WORK TASK = Up to and including the line with "arena.print(text);", please reproduce the lines below exactly, beginning with the first.

Stored data:
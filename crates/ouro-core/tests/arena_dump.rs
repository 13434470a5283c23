use ouro_core::{ExprArena, FnType, Type};
use serde_json::json;

#[test]
fn arena_dumps_nodes_in_allocation_order() {
    let mut arena = ExprArena::new();
    let text = arena.string("hello");
    arena.print(text);

    let dump = serde_json::to_value(&arena).expect("serialize arena");
    assert_eq!(
        dump,
        json!({
            "nodes": [
                { "expr": { "String": { "bytes": "hello" } } },
                { "expr": { "Print": { "string": 0 } } },
            ]
        })
    );
}

#[test]
fn calls_dump_callee_and_signature() {
    let mut arena = ExprArena::new();
    let argument = arena.integer(-7);
    arena.call_named("abs", FnType::new(Type::Integer, [Type::Integer]), [argument]);

    let dump = serde_json::to_value(&arena).expect("serialize arena");
    assert_eq!(
        dump["nodes"][1],
        json!({
            "expr": {
                "Call": {
                    "callee": { "Named": "abs" },
                    "ty": { "returns": "integer", "params": ["integer"], "variadic": false },
                    "arguments": [0],
                }
            }
        })
    );
}

#[test]
fn compiled_slots_are_not_dumped() {
    let mut arena = ExprArena::new();
    let id = arena.integer(1);
    arena.set_compiled(id, ouro_core::RawAddress::new(0x1234));
    let dump = serde_json::to_string(&arena).expect("serialize arena");
    insta::assert_snapshot!(dump, @r#"{"nodes":[{"expr":{"Integer":1}}]}"#);
}
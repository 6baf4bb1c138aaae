use axum::{Json, extract::State};
use base64::{Engine, engine::general_purpose::STANDARD};
use std::sync::Arc;
use std::time::Instant;
use crate::error::ApiError;
use crate::metrics::{REQUEST_LATENCY, REQUEST_TOTAL};
use crate::models::{Recognition, RecognizeRequest};
use crate::state::AppState;

const DEFAULT_MIME: &str = "image/jpeg";

// Photo bytes and mime type taken from the upload
#[derive(Debug, PartialEq)]
pub struct DecodedImage {
    pub bytes: Vec<u8>,
    pub mime_type: String,
}

/// Accepts plain base64 or a `data:<mime>;base64,<payload>` URL.
/// A mime type inside the data URL wins over `mime_type`.
pub fn decode_image(req: &RecognizeRequest, max_bytes: usize) -> Result<DecodedImage, ApiError> {
    let raw = req.image.trim();
    let (url_mime, payload) = match raw.strip_prefix("data:") {
        Some(rest) => {
            let (header, payload) = rest
                .split_once(',')
                .ok_or_else(|| ApiError::BadRequest("data URL has no payload".to_string()))?;
            let mime = header
                .strip_suffix(";base64")
                .ok_or_else(|| ApiError::BadRequest("data URL must be base64 encoded".to_string()))?;
            (Some(mime.to_string()), payload)
        }
        None => (None, raw),
    };

    let mime_type = url_mime
        .or_else(|| req.mime_type.clone())
        .map(|m| m.trim().to_lowercase())
        .filter(|m| !m.is_empty())
        .unwrap_or_else(|| DEFAULT_MIME.to_string());
    if !mime_type.starts_with("image/") {
        return Err(ApiError::BadRequest(format!("unsupported mime type {}", mime_type)));
    }

    // reject before decoding: base64 is 4 chars per 3 bytes
    let compact: String = payload.chars().filter(|c| !c.is_ascii_whitespace()).collect();
    if compact.len() / 4 * 3 > max_bytes.saturating_add(3) {
        return Err(ApiError::BadRequest(format!("image is larger than {} bytes", max_bytes)));
    }

    let bytes = STANDARD
        .decode(compact.as_bytes())
        .map_err(|e| ApiError::BadRequest(format!("image is not valid base64: {}", e)))?;
    if bytes.is_empty() {
        return Err(ApiError::BadRequest("image is empty".to_string()));
    }
    if bytes.len() > max_bytes {
        return Err(ApiError::BadRequest(format!("image is larger than {} bytes", max_bytes)));
    }

    Ok(DecodedImage { bytes, mime_type })
}

pub async fn recognize_handler(
    State(state): State<Arc<AppState>>,
    Json(payload): Json<RecognizeRequest>,
) -> Result<Json<Recognition>, ApiError> {
    REQUEST_TOTAL.inc();
    let image = decode_image(&payload, state.max_image_bytes)?;

    let start_time = Instant::now();
    let result = state.vision.recognize(&image.bytes, &image.mime_type).await;
    REQUEST_LATENCY.observe(start_time.elapsed().as_secs_f64());
    let recognition = result?;

    tracing::info!(
        model = state.vision.model(),
        destination = %recognition.name,
        confidence = recognition.confidence,
        "recognized destination"
    );
    Ok(Json(recognition))
}
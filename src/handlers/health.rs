use axum::{Json, extract::State, response::IntoResponse};
use std::sync::Arc;
use crate::state::AppState;

pub async fn health_handler(State(state): State<Arc<AppState>>) -> impl IntoResponse {
    let recent_ai_calls = state.limiter.recent_calls().await;

    Json(serde_json::json!({
        "status": "healthy",
        "timestamp": chrono::Utc::now().to_rfc3339(),
        "ai_ready": state.ai_ready(),
        "recent_ai_calls": recent_ai_calls,
        "ai_call_limit": state.limiter.max_calls(),
    }))
}
use anyhow::Context;
use clap::Parser; // for cli
use std::sync::Arc;
use travel_ai_gateway::{config::Args, logging, router, state::AppState};

#[tokio::main]
async fn main() -> anyhow::Result<()> {
    logging::init();

    // parse cli arguments (env vars fill anything not passed)
    let args = Args::parse();
    let state = Arc::new(AppState::from_args(&args).context("invalid AI settings")?);

    if !state.ai_ready() {
        tracing::warn!("AI_API_KEY is not set, chat and recognition will answer 503");
    }
    tracing::info!(
        base_url = %args.base_url,
        chat_model = %args.chat_model,
        vision_model = %args.vision_model,
        "AI provider configured"
    );
    tracing::info!(
        "Rate limit: {} AI calls per {} seconds, {} attempts per call",
        args.rate_limit, args.rate_window, args.max_attempts
    );
    tracing::info!("Chat cache TTL: {} seconds", args.cache_ttl);

    let app = router(state);

    let addr = format!("0.0.0.0:{}", args.port);
    let listener = tokio::net::TcpListener::bind(&addr)
        .await
        .with_context(|| format!("failed to bind {}", addr))?;

    tracing::info!("Gateway running on http://localhost:{}", args.port);
    axum::serve(listener, app).await.context("server error")?;
    Ok(())
}
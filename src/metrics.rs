use lazy_static::lazy_static;
use prometheus::{
    Counter, Encoder, Gauge, Histogram, TextEncoder, register_counter, register_gauge,
    register_histogram,
};

lazy_static! {
    pub static ref REQUEST_TOTAL: Counter =
        register_counter!("travel_ai_requests_total", "Total number of API requests").unwrap();
    pub static ref REQUEST_LATENCY: Histogram = register_histogram!(
        "travel_ai_request_latency_seconds",
        "API request latency in seconds"
    )
    .unwrap();
    pub static ref AI_CALLS_TOTAL: Counter =
        register_counter!("travel_ai_provider_calls_total", "Outbound AI provider calls, retries included").unwrap();
    pub static ref AI_RETRIES_TOTAL: Counter =
        register_counter!("travel_ai_provider_retries_total", "AI calls retried after a transient failure").unwrap();
    pub static ref AI_FAILURES_TOTAL: Counter =
        register_counter!("travel_ai_provider_failures_total", "AI calls that ended in an error").unwrap();
    pub static ref RATE_LIMIT_WAIT: Histogram = register_histogram!(
        "travel_ai_rate_limit_wait_seconds",
        "Time spent waiting for a slot in the shared AI call window",
        vec![0.001, 0.01, 0.1, 1.0, 5.0, 15.0, 30.0, 60.0, 120.0]
    )
    .unwrap();
    pub static ref CACHE_HITS: Counter =
        register_counter!("travel_ai_cache_hits_total", "Total chat cache hits").unwrap();
    pub static ref CACHE_MISSES: Counter =
        register_counter!("travel_ai_cache_misses_total", "Total chat cache misses").unwrap();
    pub static ref CACHE_SIZE: Gauge =
        register_gauge!("travel_ai_cache_size", "Current number of cached chat replies").unwrap();
}

// Prometheus text exposition of every registered metric
pub fn render() -> Result<String, String> {
    let encoder = TextEncoder::new();
    let mut buffer = Vec::new();
    encoder
        .encode(&prometheus::gather(), &mut buffer)
        .map_err(|e| format!("Encode error: {}", e))?;
    String::from_utf8(buffer).map_err(|e| format!("Metrics are not UTF-8: {}", e))
}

ANSWER TO THE PROBLEM =
filename crates/ouro-core/tests/arena_dump.rs
repository 13434470a5283c23
use ouro_core::{ExprArena, FnType, Type};
use serde_json::json;

#[test]
fn arena_dumps_nodes_in_allocation_order() {
    let mut arena = ExprArena::new();
    let text = arena.string("hello");
    arena.print(text);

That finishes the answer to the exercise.